§ Try it
Every line below that includes the word "AddCronjob" needs to be copied.

(Stored data)

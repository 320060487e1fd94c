//! Colored status lines on stderr.

use owo_colors::{OwoColorize as _, Stream::Stderr};

pub fn step(message: &str) {
    eprintln!("{} {message}", "→".if_supports_color(Stderr, |t| t.cyan()));
}

pub fn success(message: &str) {
    eprintln!(
        "{} {}",
        "✓".if_supports_color(Stderr, |t| t.green()),
        message.if_supports_color(Stderr, |t| t.green())
    );
}

/// A condition that is reported and then tolerated.
pub fn warn(message: &str) {
    eprintln!(
        "{} {}",
        "!".if_supports_color(Stderr, |t| t.yellow()),
        message.if_supports_color(Stderr, |t| t.yellow())
    );
}

pub fn failure(message: &str) {
    eprintln!(
        "{} {}",
        "✗".if_supports_color(Stderr, |t| t.red()),
        message.if_supports_color(Stderr, |t| t.red())
    );
}
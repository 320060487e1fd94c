use std::path::PathBuf;

use clap::{Parser, Subcommand};

use crate::api::HostingApi;
use crate::api::webfaction::Webfaction;
use crate::app::ReloadMode;
use crate::cmd::{Local, LocalShell};
use crate::error::{DeployError, DeployResult};
use crate::provision::Resources;
use crate::report;
use crate::settings::Settings;
use crate::ssh::{Remote, SshSession};
use crate::template;

/// Values discovered while the workflow runs, handed from one
/// step to the next.
#[derive(Debug, Clone, Copy, Default, PartialEq, Eq)]
pub struct Facts {
    /// Port assigned to the project's app slot.
    pub app_port: Option<u16>,
    /// Port assigned to the supervisor's app slot.
    pub supervisor_port: Option<u16>,
}

impl Facts {
    #[must_use]
    pub const fn with_app_port(mut self, port: u16) -> Self {
        self.app_port = Some(port);
        self
    }

    #[must_use]
    pub const fn with_supervisor_port(mut self, port: u16) -> Self {
        self.supervisor_port = Some(port);
        self
    }
}

/// Deployment pipeline: the settings plus the three external
/// collaborators every step talks to.
pub struct Pipeline {
    pub(crate) settings: Settings,
    pub(crate) remote: Box<dyn Remote>,
    pub(crate) local: Box<dyn Local>,
    pub(crate) api: Box<dyn HostingApi>,
}

impl Pipeline {
    #[must_use]
    pub fn new(
        settings: Settings,
        remote: impl Remote + 'static,
        local: impl Local + 'static,
        api: impl HostingApi + 'static,
    ) -> Self {
        Self {
            settings,
            remote: Box::new(remote),
            local: Box::new(local),
            api: Box::new(api),
        }
    }

    /// Wire the real collaborators: ssh to `wf_host`, local
    /// processes, and the XML-RPC API at `api_url`.
    #[must_use]
    pub fn from_settings(settings: Settings) -> Self {
        let mut ssh = SshSession::new(&settings.wf_host, &settings.user);
        if let Some(key) = &settings.ssh_key {
            ssh = ssh.with_key(key);
        }
        let api = Webfaction::new(&settings.api_url);
        Self::new(settings, ssh, LocalShell, api)
    }

    #[must_use]
    pub const fn settings(&self) -> &Settings {
        &self.settings
    }

    pub(crate) fn resources(&self) -> Resources<'_> {
        Resources::new(
            self.api.as_ref(),
            &self.settings.user,
            &self.settings.password,
        )
    }

    /// Fail unless every local tool in `programs` is installed.
    pub(crate) fn require_local(&self, programs: &[&str]) -> DeployResult<()> {
        for program in programs {
            if !self.local.has(program) {
                return Err(DeployError::PrerequisiteMissing(format!(
                    "{program} is not installed on this machine"
                )));
            }
        }
        Ok(())
    }

    /// Full deployment: bootstrap the host, install supervisor
    /// when missing, then install the project.
    pub fn deploy(&self) -> DeployResult<Facts> {
        let facts = Facts::default();

        self.bootstrap()?;

        let facts = if self.remote.exists(&self.settings.supervisor_dir())? {
            report::step("Supervisor already installed, skipping");
            facts
        } else {
            self.install_supervisor(facts)?
        };

        let facts = self.install_app(facts)?;

        eprintln!();
        report::success(&format!(
            "Deployment of {} complete",
            self.settings.project_name
        ));
        Ok(facts)
    }

    /// Run one CLI command.
    pub fn dispatch(&self, command: &Command) -> DeployResult<()> {
        let project = &self.settings.project_name;

        match command {
            Command::Deploy => self.deploy().map(drop),
            Command::Bootstrap => self.bootstrap(),
            Command::InstallSupervisor => self.install_supervisor(Facts::default()).map(drop),
            Command::InstallApp => self.install_app(Facts::default()).map(drop),
            Command::UploadSecrets => self.upload_secrets(),
            Command::ReloadApp { mode } => self.reload_app(mode.unwrap_or_default()),
            Command::RestartApp => self.restart_app(),
            Command::RestartApache => self.restart_apache(),
            Command::Status => self.supervisor_status(),
            Command::Configure => {
                let report = self.configure(project)?;
                if report.has_failures() {
                    report::warn("Some resources could not be provisioned, see above");
                }
                Ok(())
            }
            Command::CreateApp { name } => self
                .ensure_primary_app(name.as_deref().unwrap_or(project))
                .map(drop),
            Command::CreateAppMedia => self.create_app_media(project).map(drop),
            Command::CreateAppStatic => self.create_app_static(project).map(drop),
            Command::CreateDomain => self.create_domain(project).map(drop),
            Command::CreateWebsite => self.create_website(project).map(drop),
            Command::CreateDb { name } => self
                .create_db(name.as_deref().unwrap_or(&self.settings.pg_database_name))
                .map(drop),
            Command::AddCronjob => self.add_cronjob().map(drop),
            Command::Backup => self.backup(),
            Command::RsyncFromRemote => self.rsync_from_remote(),
            Command::CopyPgDumpToLocal => self.copy_pg_dump_to_local(),
            Command::PgDump => self.pg_dump(),
            Command::LoadOnLocal => self.load_on_local(),
            Command::LoadToRemote => self.load_to_remote(),
            Command::RsyncToRemote => self.rsync_to_remote(),
            Command::RenderConfig {
                port,
                supervisor_port,
            } => self.render_config(*port, *supervisor_port),
        }
    }

    fn render_config(&self, port: u16, supervisor_port: u16) -> DeployResult<()> {
        let s = &self.settings;
        let files = [
            (
                format!("{}/conf.d/{}.conf", s.supervisor_dir(), s.project_name),
                template::render_named(s, template::GUNICORN_CONF, &template::gunicorn_vars(s, port))?,
            ),
            (
                format!("{}/supervisord.conf", s.supervisor_dir()),
                template::render_named(
                    s,
                    template::SUPERVISORD_CONF,
                    &template::supervisord_vars(s, supervisor_port),
                )?,
            ),
            (
                format!("{}/start_supervisor.sh", s.supervisor_dir()),
                template::render_named(
                    s,
                    template::START_SUPERVISOR,
                    &template::start_supervisor_vars(s),
                )?,
            ),
        ];

        eprintln!("=== Dry run: no changes will be made ===");
        for (path, content) in files {
            eprintln!();
            eprintln!("--- {path} ---");
            println!("{content}");
        }
        Ok(())
    }
}

#[derive(Parser)]
#[command(name = "slipway")]
#[command(about = "Deploy a Django app with gunicorn and supervisor on shared hosting")]
pub struct Cli {
    /// Settings file
    #[arg(long, global = true, env = "SLIPWAY_SETTINGS", default_value = "slipway.yml")]
    pub settings: PathBuf,

    #[command(subcommand)]
    pub command: Command,
}

#[derive(Subcommand, Debug, Clone, PartialEq, Eq)]
pub enum Command {
    /// Bootstrap the host, install supervisor if needed, install the app
    Deploy,

    /// Create base directories and install pip and virtualenvwrapper
    Bootstrap,

    /// Install supervisor in its own app slot and virtualenv
    InstallSupervisor,

    /// Install the project in its own app slot and virtualenv
    InstallApp,

    /// Upload secrets.json from the local project directory
    UploadSecrets,

    /// Pull the latest code, refresh requirements, and restart
    ReloadApp {
        /// `quick` only pulls and restarts
        #[arg(value_enum)]
        mode: Option<ReloadMode>,
    },

    /// Restart the app through supervisorctl
    RestartApp,

    /// Restart Apache
    RestartApache,

    /// Show supervisor process status
    Status,

    /// Provision media, static, domain, website, database, and
    /// backup cronjob, then load local data to the remote
    Configure,

    /// Create a custom app with port
    CreateApp {
        /// App name (defaults to the project name)
        name: Option<String>,
    },

    /// Create the static-only media app
    CreateAppMedia,

    /// Create the static-only static-files app
    CreateAppStatic,

    /// Create the default domain
    CreateDomain,

    /// Create the website binding the project apps
    CreateWebsite,

    /// Create the project database
    CreateDb {
        /// Database name (defaults to the configured one)
        name: Option<String>,
    },

    /// Register the daily database dump cronjob
    AddCronjob,

    /// Fetch media and the latest database dump from the remote
    Backup,

    /// Sync remote media to the local project directory
    RsyncFromRemote,

    /// Copy the latest remote dump locally and to the backup folder
    CopyPgDumpToLocal,

    /// Dump the remote database in the remote home directory
    PgDump,

    /// Drop, recreate, and load the local database
    LoadOnLocal,

    /// Copy and load the local dump on the remote, then sync media
    LoadToRemote,

    /// Sync local media to the remote
    RsyncToRemote,

    /// Print the rendered config files without deploying
    RenderConfig {
        /// App port to render into the program entry
        #[arg(long)]
        port: u16,

        /// Supervisor port to render into supervisord.conf
        #[arg(long, default_value_t = 9001)]
        supervisor_port: u16,
    },
}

§ Task response
            Command::AddCronjob => self.add_cronjob().map(drop),
    AddCronjob,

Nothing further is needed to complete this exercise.